Maybe Kyle Busch will be the comeback kid once again. Busch was having a pretty good day when he and Kyle Larson collided near the commitment cone to come onto pit road. Larson was unsure of what he was doing and admitted it was a mistake. Busch was going to fake going into the pits and stay out. Instead, the damage from the incident put him a lap down and he finished 21st. So, it wasn’t a complete disaster for Busch, as he is just 10 points behind eighth-place Brad Keselowski. But much like it was in the opening round of the Chase, Busch will have to come from behind again to make the final eight.
Parked In the Pits (Cold)
It took just one bad day for Kenseth to go from first to last. Kenseth started on the pole and was strong early, leading 72 laps. Then an issue on pit road cost him track position, and then things just got worse, and by midway through the race his car looked more like it had done battle at Bristol rather running at Charlotte. Kenseth eventually ended up finishing 41st. He is now 32 points behind the eighth-place Keselowski, so he will basically be in win at all costs mode at Kansas, and if need be, at Talladega. But just like Harvick at Dover, Kenseth is capable of winning anywhere anytime, so don’t count him out yet.

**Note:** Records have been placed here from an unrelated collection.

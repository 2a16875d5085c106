use base64::{Engine, engine::general_purpose::URL_SAFE_NO_PAD};
use rand::{Rng, distr::Alphanumeric};
use reqwest::Url;
use sha2::{Digest, Sha256};

use crate::types::{AuthFlow, AuthRequest, AuthResponse};

fn random_alphanumeric(len: usize) -> String {
    rand::rng()
        .sample_iter(&Alphanumeric)
        .take(len)
        .map(char::from)
        .collect()
}

pub fn generate_code_verifier() -> String {
    random_alphanumeric(128)
}

pub fn generate_code_challenge(verifier: &str) -> String {
    let hash = Sha256::digest(verifier.as_bytes());
    URL_SAFE_NO_PAD.encode(hash)
}

/// Random nonce echoed back by the provider on the redirect.
pub fn generate_state() -> String {
    random_alphanumeric(16)
}

/// Builds the provider authorization URL for the given request.
///
/// PKCE requests carry `code_challenge` and `code_challenge_method=S256`;
/// implicit requests ask for `response_type=token` instead of `code`.
pub fn build_authorize_url(request: &AuthRequest) -> Result<String, String> {
    let response_type = match request.flow {
        AuthFlow::Pkce => "code",
        AuthFlow::Implicit => "token",
    };

    let mut params: Vec<(&str, &str)> = vec![
        ("client_id", request.client_id.as_str()),
        ("response_type", response_type),
        ("redirect_uri", request.redirect_uri.as_str()),
        ("scope", request.scope.as_str()),
        ("state", request.state.as_str()),
        ("show_dialog", "true"),
    ];

    if request.flow == AuthFlow::Pkce {
        let Some(challenge) = request.code_challenge.as_deref() else {
            return Err("PKCE authorization requires a code challenge".to_string());
        };
        params.push(("code_challenge_method", "S256"));
        params.push(("code_challenge", challenge));
    }

    Url::parse_with_params(&request.auth_url, &params)
        .map(|url| url.to_string())
        .map_err(|e| format!("Invalid authorization url {}: {}", request.auth_url, e))
}

/// Extracts the authorization code or the implicit-flow token from a
/// redirect URL.
///
/// The code is read from the query string, the token from the
/// `#access_token=...` fragment. When `expected_state` is given, the
/// returned `state` parameter has to match it.
pub fn parse_redirect(redirect: &str, expected_state: Option<&str>) -> Result<AuthResponse, String> {
    let url = Url::parse(redirect.trim()).map_err(|e| format!("Invalid redirect url: {}", e))?;

    let mut params: Vec<(String, String)> = url
        .query_pairs()
        .map(|(k, v)| (k.into_owned(), v.into_owned()))
        .collect();
    if let Some(fragment) = url.fragment() {
        params.extend(fragment_pairs(fragment));
    }

    let get = |key: &str| {
        params
            .iter()
            .find(|(k, _)| k == key)
            .map(|(_, v)| v.clone())
    };

    if let Some(error) = get("error") {
        return Err(format!("Authorization was rejected: {}", error));
    }

    if let Some(expected) = expected_state {
        match get("state") {
            Some(state) if state == expected => {}
            Some(_) => return Err("OAuth state does not match the stored state".to_string()),
            None => return Err("OAuth state is missing from the redirect".to_string()),
        }
    }

    if let Some(code) = get("code") {
        return Ok(AuthResponse::Code(code));
    }

    if let Some(access_token) = get("access_token") {
        let expires_in = get("expires_in").and_then(|v| v.parse::<u64>().ok());
        return Ok(AuthResponse::Token {
            access_token,
            expires_in,
        });
    }

    Err("Redirect url contains neither a code nor an access token".to_string())
}

/// Formats milliseconds as `m:ss`.
pub fn format_duration(duration_ms: u64) -> String {
    let total_secs = duration_ms / 1000;
    format!("{}:{:02}", total_secs / 60, total_secs % 60)
}

/// Formats a total length in minutes, e.g. `"45 min"`.
pub fn format_total_minutes(duration_ms: u64) -> String {
    let minutes = (duration_ms + 30_000) / 60_000;
    format!("{} min", minutes)
}

/// Decodes an `application/x-www-form-urlencoded` fragment by mounting it
/// as the query of a dummy URL.
fn fragment_pairs(fragment: &str) -> Vec<(String, String)> {
    match Url::parse(&format!("http://localhost/?{}", fragment)) {
        Ok(url) => url
            .query_pairs()
            .map(|(k, v)| (k.into_owned(), v.into_owned()))
            .collect(),
        Err(_) => Vec::new(),
    }
}
use axum::response::Json;
use serde_json::{Value, json};

pub async fn health() -> Json<Value> {
    Json(json!({
        "status": "ok",
        "name": env!("CARGO_PKG_NAME"),
        "version": env!("CARGO_PKG_VERSION")
    }))
}
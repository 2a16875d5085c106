use crate::{
    spotify::{ApiError, PAGE_SIZE, SpotifyClient},
    types::{Playlist, PlaylistTracksResponse, SearchResponse, Track},
};

impl SpotifyClient {
    /// Searches playlists matching `query`, first page only.
    pub async fn search_playlists(&self, query: &str) -> Result<Vec<Playlist>, ApiError> {
        let response: SearchResponse = self.search(query, "playlist").await?;
        Ok(response
            .playlists
            .map(|page| page.items.into_iter().flatten().collect())
            .unwrap_or_default())
    }

    /// Searches tracks matching `query`, first page only.
    pub async fn search_tracks(&self, query: &str) -> Result<Vec<Track>, ApiError> {
        let response: SearchResponse = self.search(query, "track").await?;
        Ok(response
            .tracks
            .map(|page| page.items.into_iter().flatten().collect())
            .unwrap_or_default())
    }

    /// Fetches the first page of a playlist's tracks. Local files and
    /// removed tracks come back as `null` and are skipped.
    pub async fn playlist_tracks(&self, playlist_id: &str) -> Result<Vec<Track>, ApiError> {
        let request = self
            .get(&format!("/playlists/{}/tracks", playlist_id))
            .query(&[("limit", PAGE_SIZE)]);
        let response: PlaylistTracksResponse = self.send_json(request).await?;

        Ok(response
            .items
            .into_iter()
            .filter_map(|item| item.track)
            .collect())
    }

    async fn search(&self, query: &str, kind: &str) -> Result<SearchResponse, ApiError> {
        let limit = PAGE_SIZE.to_string();
        let request = self
            .get("/search")
            .query(&[("q", query), ("type", kind), ("limit", limit.as_str())]);
        self.send_json(request).await
    }
}
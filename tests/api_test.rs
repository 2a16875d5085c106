use std::collections::HashMap;

use axum::{
    Json, Router,
    extract::{Path, Query},
    http::StatusCode,
    routing::{get, put},
};
use moodflow::display::{self, DisplayState, Source};
use moodflow::selection::{Mood, Selection, TimeOfDay};
use moodflow::spotify::{ApiError, SpotifyClient};
use moodflow::types::PlayRequest;
use serde_json::{Value, json};

// Helper function to serve a stand-in Spotify API on a random local port
async fn spawn_api(app: Router) -> String {
    let listener = tokio::net::TcpListener::bind("127.0.0.1:0").await.unwrap();
    let addr = listener.local_addr().unwrap();
    tokio::spawn(async move {
        axum::serve(listener, app).await.unwrap();
    });
    format!("http://{}", addr)
}

fn selection() -> Selection {
    Selection::new(TimeOfDay::Morning, Mood::Happy)
}

async fn search(Query(params): Query<HashMap<String, String>>) -> (StatusCode, Json<Value>) {
    match params.get("type").map(String::as_str) {
        Some("playlist") => (
            StatusCode::OK,
            Json(json!({
                "playlists": {
                    "items": [
                        null,
                        {
                            "id": "pl1",
                            "name": "Happy Morning Mix",
                            "description": "Wake up smiling",
                            "images": [{ "url": "https://img/1.jpg" }],
                            "external_urls": { "spotify": "https://open.spotify.com/playlist/pl1" },
                            "tracks": { "total": 2 },
                            "uri": "spotify:playlist:pl1"
                        }
                    ],
                    "total": 2
                }
            })),
        ),
        Some("track") => (
            StatusCode::OK,
            Json(json!({
                "tracks": {
                    "items": [{
                        "id": "t9",
                        "name": "Here Comes the Sun",
                        "artists": [{ "name": "The Beatles" }],
                        "uri": "spotify:track:t9",
                        "duration_ms": 185000
                    }]
                }
            })),
        ),
        _ => (StatusCode::BAD_REQUEST, Json(json!({ "error": { "status": 400, "message": "bad type" } }))),
    }
}

async fn playlist_tracks(
    Path(id): Path<String>,
    Query(params): Query<HashMap<String, String>>,
) -> (StatusCode, Json<Value>) {
    assert_eq!(id, "pl1");
    assert_eq!(params.get("limit").map(String::as_str), Some("10"));
    (
        StatusCode::OK,
        Json(json!({
            "items": [
                { "track": {
                    "id": "t1",
                    "name": "Happy",
                    "artists": [{ "name": "Pharrell Williams" }],
                    "uri": "spotify:track:t1",
                    "duration_ms": 233000
                } },
                { "track": null },
                { "track": {
                    "id": null,
                    "name": "Kitchen Demo",
                    "artists": [{ "name": "" }],
                    "uri": "spotify:local:::Kitchen+Demo:95",
                    "duration_ms": 95000,
                    "is_local": true
                } },
                { "track": {
                    "id": "t2",
                    "name": "Good as Hell",
                    "artists": [{ "name": "Lizzo" }, { "name": "Ariana Grande" }],
                    "uri": "spotify:track:t2",
                    "duration_ms": 159000
                } }
            ]
        })),
    )
}

fn healthy_api() -> Router {
    Router::new()
        .route("/search", get(search))
        .route("/playlists/{id}/tracks", get(playlist_tracks))
        .route("/me/player/pause", put(|| async { StatusCode::NO_CONTENT }))
        .route(
            "/me/player/play",
            put(|| async {
                (
                    StatusCode::NOT_FOUND,
                    Json(json!({ "error": { "status": 404, "message": "Player command failed: No active device found" } })),
                )
            }),
        )
        .route(
            "/me/player/devices",
            get(|| async {
                Json(json!({ "devices": [
                    { "id": "d1", "name": "Laptop", "type": "Computer", "is_active": true },
                    { "id": null, "name": "Speaker", "type": "Speaker", "is_active": false }
                ] }))
            }),
        )
}

#[tokio::test]
async fn test_search_playlists_skips_null_items() {
    let base = spawn_api(healthy_api()).await;
    let client = SpotifyClient::with_base_url(base, "token".to_string());

    let playlists = client.search_playlists("happy morning").await.unwrap();
    assert_eq!(playlists.len(), 1);
    assert_eq!(playlists[0].id, "pl1");
    assert_eq!(playlists[0].image_urls(), vec!["https://img/1.jpg".to_string()]);
}

#[tokio::test]
async fn test_search_tracks() {
    let base = spawn_api(healthy_api()).await;
    let client = SpotifyClient::with_base_url(base, "token".to_string());

    let tracks = client.search_tracks("sun").await.unwrap();
    assert_eq!(tracks.len(), 1);
    assert_eq!(tracks[0].artist_names(), "The Beatles");
}

#[tokio::test]
async fn test_load_ready_from_spotify() {
    let base = spawn_api(healthy_api()).await;
    let client = SpotifyClient::with_base_url(format!("{}/", base), "token".to_string());

    let DisplayState::Ready(view) = display::load(selection(), Some(&client)).await else {
        panic!("expected a ready state");
    };

    assert_eq!(view.name, "Happy Morning Mix");
    assert_eq!(view.source, Source::Spotify);
    assert_eq!(view.uri.as_deref(), Some("spotify:playlist:pl1"));
    assert_eq!(view.tracks.len(), 3);
    assert_eq!(view.tracks[1].title, "Kitchen Demo");
    assert_eq!(view.tracks[1].uri.as_deref(), Some("spotify:local:::Kitchen+Demo:95"));
    assert_eq!(view.tracks[2].artists, "Lizzo, Ariana Grande");
    assert_eq!(view.tracks[0].duration.as_deref(), Some("3:53"));
    assert_eq!(view.duration, "8 min");

    let rendered = display::render(&DisplayState::Ready(view), selection());
    assert!(rendered.contains("Good as Hell"));
    assert!(rendered.contains("https://open.spotify.com/playlist/pl1"));
    assert!(rendered.contains("https://img/1.jpg"));
}

#[tokio::test]
async fn test_load_without_client_uses_catalog() {
    let DisplayState::Ready(view) = display::load(selection(), None).await else {
        panic!("expected a ready state");
    };
    assert_eq!(view.name, "Morning Energy Boost");
    assert_eq!(view.source, Source::Catalog);
}

#[tokio::test]
async fn test_unauthorized_requires_login() {
    let app = Router::new().route(
        "/search",
        get(|| async {
            (
                StatusCode::UNAUTHORIZED,
                Json(json!({ "error": { "status": 401, "message": "The access token expired" } })),
            )
        }),
    );
    let base = spawn_api(app).await;
    let client = SpotifyClient::with_base_url(base, "expired".to_string());

    let err = client.search_playlists("x").await.unwrap_err();
    assert!(matches!(err, ApiError::Unauthorized(status) if status == StatusCode::UNAUTHORIZED));

    let state = display::load(selection(), Some(&client)).await;
    assert!(matches!(state, DisplayState::ReauthRequired(_)));
    assert!(display::render(&state, selection()).contains("moodflow auth"));
}

#[tokio::test]
async fn test_forbidden_requires_login() {
    let app = Router::new().route("/search", get(|| async { StatusCode::FORBIDDEN }));
    let base = spawn_api(app).await;
    let client = SpotifyClient::with_base_url(base, "token".to_string());

    let state = display::load(selection(), Some(&client)).await;
    assert!(matches!(state, DisplayState::ReauthRequired(_)));
}

#[tokio::test]
async fn test_server_error_is_an_error_state() {
    let app = Router::new().route(
        "/search",
        get(|| async {
            (
                StatusCode::INTERNAL_SERVER_ERROR,
                Json(json!({ "error": { "status": 500, "message": "Server error" } })),
            )
        }),
    );
    let base = spawn_api(app).await;
    let client = SpotifyClient::with_base_url(base, "token".to_string());

    let state = display::load(selection(), Some(&client)).await;
    let DisplayState::Error(message) = &state else {
        panic!("expected an error state, got {:?}", state);
    };
    assert!(message.contains("500"));
    assert!(message.contains("Server error"));
    assert!(display::render(&state, selection()).contains("Could not load playlist"));
}

#[tokio::test]
async fn test_malformed_body_is_an_error_state() {
    let app = Router::new().route("/search", get(|| async { "definitely not json" }));
    let base = spawn_api(app).await;
    let client = SpotifyClient::with_base_url(base, "token".to_string());

    let state = display::load(selection(), Some(&client)).await;
    assert!(matches!(state, DisplayState::Error(_)));
}

#[tokio::test]
async fn test_unreachable_api_is_an_error_state() {
    // Bind and drop to get a port nobody listens on
    let listener = std::net::TcpListener::bind("127.0.0.1:0").unwrap();
    let addr = listener.local_addr().unwrap();
    drop(listener);

    let client = SpotifyClient::with_base_url(format!("http://{}", addr), "token".to_string());
    let state = display::load(selection(), Some(&client)).await;
    assert!(matches!(state, DisplayState::Error(_)));
}

#[tokio::test]
async fn test_empty_search_is_empty_state() {
    let app = Router::new().route(
        "/search",
        get(|Query(params): Query<HashMap<String, String>>| async move {
            assert_eq!(params.get("q").map(String::as_str), Some("happy morning"));
            Json(json!({ "playlists": { "items": [], "total": 0 } }))
        }),
    );
    let base = spawn_api(app).await;
    let client = SpotifyClient::with_base_url(base, "token".to_string());

    let state = display::load(selection(), Some(&client)).await;
    assert_eq!(state, DisplayState::Empty);
    assert!(display::render(&state, selection()).contains("No playlists found"));
}

#[tokio::test]
async fn test_playback_calls() {
    let base = spawn_api(healthy_api()).await;
    let client = SpotifyClient::with_base_url(base, "token".to_string());

    client.pause(Some("d1")).await.unwrap();

    let request = PlayRequest {
        context_uri: Some("spotify:playlist:pl1".to_string()),
        uris: None,
    };
    let err = client.play(None, &request).await.unwrap_err();
    match err {
        ApiError::Status(status, message) => {
            assert_eq!(status, StatusCode::NOT_FOUND);
            assert!(message.contains("No active device"));
        }
        other => panic!("unexpected error {:?}", other),
    }

    let devices = client.devices().await.unwrap();
    assert_eq!(devices.len(), 2);
    assert!(devices[0].is_active);
    assert_eq!(devices[1].id, None);
}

It’s been a rough second half of the season for Hendrick Motorsports cars and the latest example of that came at the expense of Dale Earnhardt Jr. Sunday. Junior wasn’t superfast, but when he and Carl Edwards touched, it put Junior into the wall and cut a tire. That was just the start of a pretty miserable day for the No. 88 and Junior even said he lost count of how many times he hit the wall at Charlotte. So, now, he too finds himself in a hole, 19 points behind Keselowski. Earnhardt won’t be quite as desperate for a win as Kenseth, but he will need back-to-back top-five finishes to have a chance to advance. And, with Earnhardt’s previous success at Talladega, he may be the only driver who wouldn’t mind having the pressure of needing a win there to advance.